Цена книги 3 ам. долл.

* * *

Борис Ширяев "Светильники Русской Земли"

Отзывы о книге

В замечательных очерках, собранных в книгу под заглавием "Светильники Русской Земли" Ширяев с большой теплотой рассказывает о чуде Преподобного Сергия Радонежского, о Николае Чудотворце, пришедшем незримыми путями в Россию, ставшем наиболее чтимым святым на Руси - спасителем погибающих, заступником и утешителем.

И, вот, перед нами встает Соловецкая обитель. О ней, к нашему стыду, мы знали очень мало. И не предполагали Советы, выбирая святой остров местом ссылки для "перековки" сознания людей, что "там Христос совсем, совсем близко". Что оставшиеся на Соловецком острове подвижники силой Духа свершат новые чудеса, подобные тем, что записаны в Соловецких летописях и что Незримая Рука приведет на помощь изнемогающим в ссылке людям "утешительного попа" - отца Никодима, щедро делящимся с обездоленными богатством души своей - неиссякаемой, веселой радостью.

Мы видим его живого, осязаемого, "с бегущими к глазам лучистыми морщинками", окруженного отпетой шпаной, слушающей, затаив дыхание такие же живые и радостные, как он сам, "Священные сказки". Раздувающего в остывших душах Божий огонь, превращающий его в пламя веры…

Лидия Норд.

"Наша Страна" № 172, Буэнос Айрес, 2.5.1953.

* * *

Ширяев умеет просто, без прикрас и нажимов, без усиленной утрировки рассказать о трагических случаях нашей не тяжкой, а какой-то, казалось бы совсем безысходной жизни. Борис Ширяев несомненно верующий человек, он знает, что такое людское горе, и как нуждается человек в поддержке, в сочувствии, в добром слове, в утешении, когда жизнь подпирает бедой, да так, терпеть уже становится не в моготу.

Ширяев в каждом человеке ищет и часто находит то "человеческое", без чего человек вообще не мог бы жить. Вот почему у него "Утешительный Никодим" приходит к нам со страниц этой небольшой книжки совсем живым - мы его видим, мы - с ним. И так он становится этот старенькии, почти святой, служитель Бога нам близок, так мы его полюбили за его "любовь к ближнему", что искренне оплакиваем его такую же тихую, как вся его душевная жизнь, кончину.

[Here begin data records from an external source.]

use schemars::JsonSchema;
use serde::{Deserialize, Serialize};

/// How mutually exclusive rule selections are handled.
#[derive(Debug, Clone, Copy, Default, PartialEq, Eq, Serialize, Deserialize, JsonSchema)]
#[serde(rename_all = "snake_case")]
pub enum ConflictPolicy {
    /// Fail the call naming the conflicting pair.
    #[default]
    Reject,
    /// Drop the increasing member of each conflicting pair and report it.
    PreferDecreasing,
}

/// Positions at which a custom predicate is evaluated.
///
/// Outside its scope a predicate is vacuously satisfied.
#[derive(Debug, Clone, Default, PartialEq, Eq, Serialize, Deserialize, JsonSchema)]
#[serde(rename_all = "snake_case")]
pub enum Scope {
    /// Every position.
    #[default]
    Every,
    /// Position 0 only.
    First,
    /// Position `length - 1` only.
    Final,
    /// An explicit list of 0-based positions.
    Positions(Vec<usize>),
}

impl Scope {
    pub fn applies(&self, position: usize, length: usize) -> bool {
        match self {
            Scope::Every => true,
            Scope::First => position == 0,
            Scope::Final => position + 1 == length,
            Scope::Positions(positions) => positions.contains(&position),
        }
    }
}
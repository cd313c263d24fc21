use std::fs::OpenOptions;
use std::io::{self, Write};
use std::path::Path;
use std::sync::{Arc, Mutex};

use tracing_subscriber::EnvFilter;
use tracing_subscriber::fmt::time::UtcTime;
use tracing_subscriber::fmt::writer::BoxMakeWriter;
use tracing_subscriber::prelude::*;

use super::{RegistryError, RegistryResult};

/// `RUST_LOG` when set, otherwise `fallback`.
fn env_filter(fallback: &str) -> RegistryResult<EnvFilter> {
    match EnvFilter::try_from_default_env() {
        Ok(filter) => Ok(filter),
        Err(_) => {
            EnvFilter::try_new(fallback).map_err(|err| RegistryError::Logging(err.to_string()))
        }
    }
}

/// Send JSON events to the run's `logs.ndjson`.
pub fn init_run_logging(path: &Path, level: &str) -> RegistryResult<()> {
    let file = OpenOptions::new().create(true).append(true).open(path)?;
    let file = Arc::new(Mutex::new(file));

    let make_writer = BoxMakeWriter::new(move || SharedWriter {
        file: Arc::clone(&file),
    });

    let layer = tracing_subscriber::fmt::layer()
        .json()
        .with_timer(UtcTime::rfc_3339())
        .with_writer(make_writer);

    tracing_subscriber::registry()
        .with(env_filter(level)?)
        .with(layer)
        .try_init()
        .map_err(|err| RegistryError::Logging(err.to_string()))?;

    Ok(())
}

/// Human-readable events on stderr for commands that do not create a run.
pub fn init_console_logging(level: &str) -> RegistryResult<()> {
    let layer = tracing_subscriber::fmt::layer()
        .compact()
        .with_target(false)
        .with_writer(io::stderr);

    tracing_subscriber::registry()
        .with(env_filter(level)?)
        .with(layer)
        .try_init()
        .map_err(|err| RegistryError::Logging(err.to_string()))?;

    Ok(())
}

struct SharedWriter {
    file: Arc<Mutex<std::fs::File>>,
}

impl Write for SharedWriter {
    fn write(&mut self, buf: &[u8]) -> io::Result<usize> {
        let mut file = self
            .file
            .lock()
            .map_err(|_| io::Error::other("failed to lock log file"))?;
        file.write(buf)
    }

    fn flush(&mut self) -> io::Result<()> {
        let mut file = self
            .file
            .lock()
            .map_err(|_| io::Error::other("failed to lock log file"))?;
        file.flush()
    }
}
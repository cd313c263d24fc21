use proptest::prelude::*;

use seqgen_core::{Alphabet, ConflictPolicy, RuleKind, Sequence, Symbol};
use seqgen_generate::{
    CandidateContext, GenerationRequest, Predicate, apply_conflict_policy, generate,
};

const POOL: [&str; 8] = ["a", "b", "c", "e", "1", "2", "3", "4"];

fn arb_alphabet() -> impl Strategy<Value = Vec<&'static str>> {
    prop::sample::subsequence(POOL.to_vec(), 0..=POOL.len()).prop_shuffle()
}

fn arb_rules() -> impl Strategy<Value = Vec<RuleKind>> {
    prop::sample::subsequence(RuleKind::ALL.to_vec(), 0..=3).prop_shuffle()
}

/// Every sequence over `alphabet` of `length`, in alphabet order, whose
/// every prefix extension passes `rules`, plus the number of failed
/// extensions of accepted prefixes.
fn brute_force(alphabet: &[Symbol], length: usize, rules: &[RuleKind]) -> (Vec<Sequence>, u64) {
    let mut accepted: Vec<Vec<Symbol>> = vec![Vec::new()];
    let mut rejected = 0;

    for _ in 0..length {
        let mut next = Vec::new();
        for prefix in &accepted {
            for candidate in alphabet {
                let ctx = CandidateContext::new(prefix, candidate, length);
                if rules.iter().all(|rule| rule.accepts(&ctx)) {
                    let mut extended = prefix.clone();
                    extended.push(candidate.clone());
                    next.push(extended);
                } else {
                    rejected += 1;
                }
            }
        }
        accepted = next;
    }

    (accepted.into_iter().map(Sequence::from).collect(), rejected)
}

proptest! {
    /// The search returns exactly the brute-force filtered sequences.
    #[test]
    fn search_matches_brute_force(
        symbols in arb_alphabet(),
        length in 0usize..=3,
        rules in arb_rules(),
    ) {
        let alphabet = Alphabet::from_strings(symbols).expect("alphabet");
        let request = GenerationRequest::characters(alphabet.clone(), length)
            .with_rules(rules.clone())
            .with_conflict_policy(ConflictPolicy::PreferDecreasing);
        let result = generate(&request).expect("generate");

        let active = apply_conflict_policy(&rules, ConflictPolicy::PreferDecreasing)
            .expect("resolve rules")
            .active;
        let (expected, rejected) = brute_force(alphabet.symbols(), length, &active);

        prop_assert_eq!(&result.sequences, &expected);
        prop_assert_eq!(result.rejected, rejected);
    }

    /// Every result has the target length and only uses alphabet symbols.
    #[test]
    fn results_have_target_length(
        symbols in arb_alphabet(),
        length in 0usize..=3,
        rules in arb_rules(),
    ) {
        let alphabet = Alphabet::from_strings(symbols).expect("alphabet");
        let request = GenerationRequest::characters(alphabet.clone(), length)
            .with_rules(rules)
            .with_conflict_policy(ConflictPolicy::PreferDecreasing);
        let result = generate(&request).expect("generate");

        for sequence in &result.sequences {
            prop_assert_eq!(sequence.len(), length);
            prop_assert!(sequence.iter().all(|symbol| alphabet.contains(symbol)));
        }
        prop_assert_eq!(result.report.results, result.len());
    }

    /// Every result satisfies every active rule at every position.
    #[test]
    fn results_satisfy_active_rules(
        symbols in arb_alphabet(),
        length in 0usize..=3,
        rules in arb_rules(),
    ) {
        let alphabet = Alphabet::from_strings(symbols).expect("alphabet");
        let request = GenerationRequest::characters(alphabet, length)
            .with_rules(rules.clone())
            .with_conflict_policy(ConflictPolicy::PreferDecreasing);
        let result = generate(&request).expect("generate");
        let active = apply_conflict_policy(&rules, ConflictPolicy::PreferDecreasing)
            .expect("resolve rules")
            .active;

        for sequence in &result.sequences {
            let symbols = sequence.symbols();
            for position in 0..symbols.len() {
                let ctx = CandidateContext::new(&symbols[..position], &symbols[position], length);
                for rule in &active {
                    prop_assert!(rule.accepts(&ctx), "{} fails {} at {}", sequence, rule, position);
                }
            }
        }
    }

    /// Two calls with the same inputs agree.
    #[test]
    fn generation_is_idempotent(
        symbols in arb_alphabet(),
        length in 0usize..=3,
        rules in arb_rules(),
    ) {
        let alphabet = Alphabet::from_strings(symbols).expect("alphabet");
        let request = GenerationRequest::characters(alphabet, length)
            .with_rules(rules)
            .with_conflict_policy(ConflictPolicy::PreferDecreasing);

        let first = generate(&request).expect("first run");
        let second = generate(&request).expect("second run");
        prop_assert_eq!(first.sequences, second.sequences);
        prop_assert_eq!(first.rejected, second.rejected);
    }
}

А военкома Петра Сухова вы не видите? Не слышите, после того, как он "сдернул буденовку, остановился и торопливо, размашисто перекрестился" - его тоже торопливый полушопот: "Ты смотри… чтоб никому ни слова… А то в карцере сгною! День-то какой сегодня, знаешь? Суббота… Страстная…"

Разве это не жизнь, настоящая жизнь, со всеми ее гримасами, с ее почти безумием, с верой и богохульством? - Во что она; эта жизнь обращается? Чем и кем стал человек? И все-таки где-то там, далеко, в глубокой темноте, теплится наша лампада, неугасимая лампада, которая дает нам силы и жить, и верить, и надеяться на светлое будущее… Если не для нас, то для детей наших.

Владимир Зеелер.

"Русская Мысль" № 538" Париж, 20.3.1953.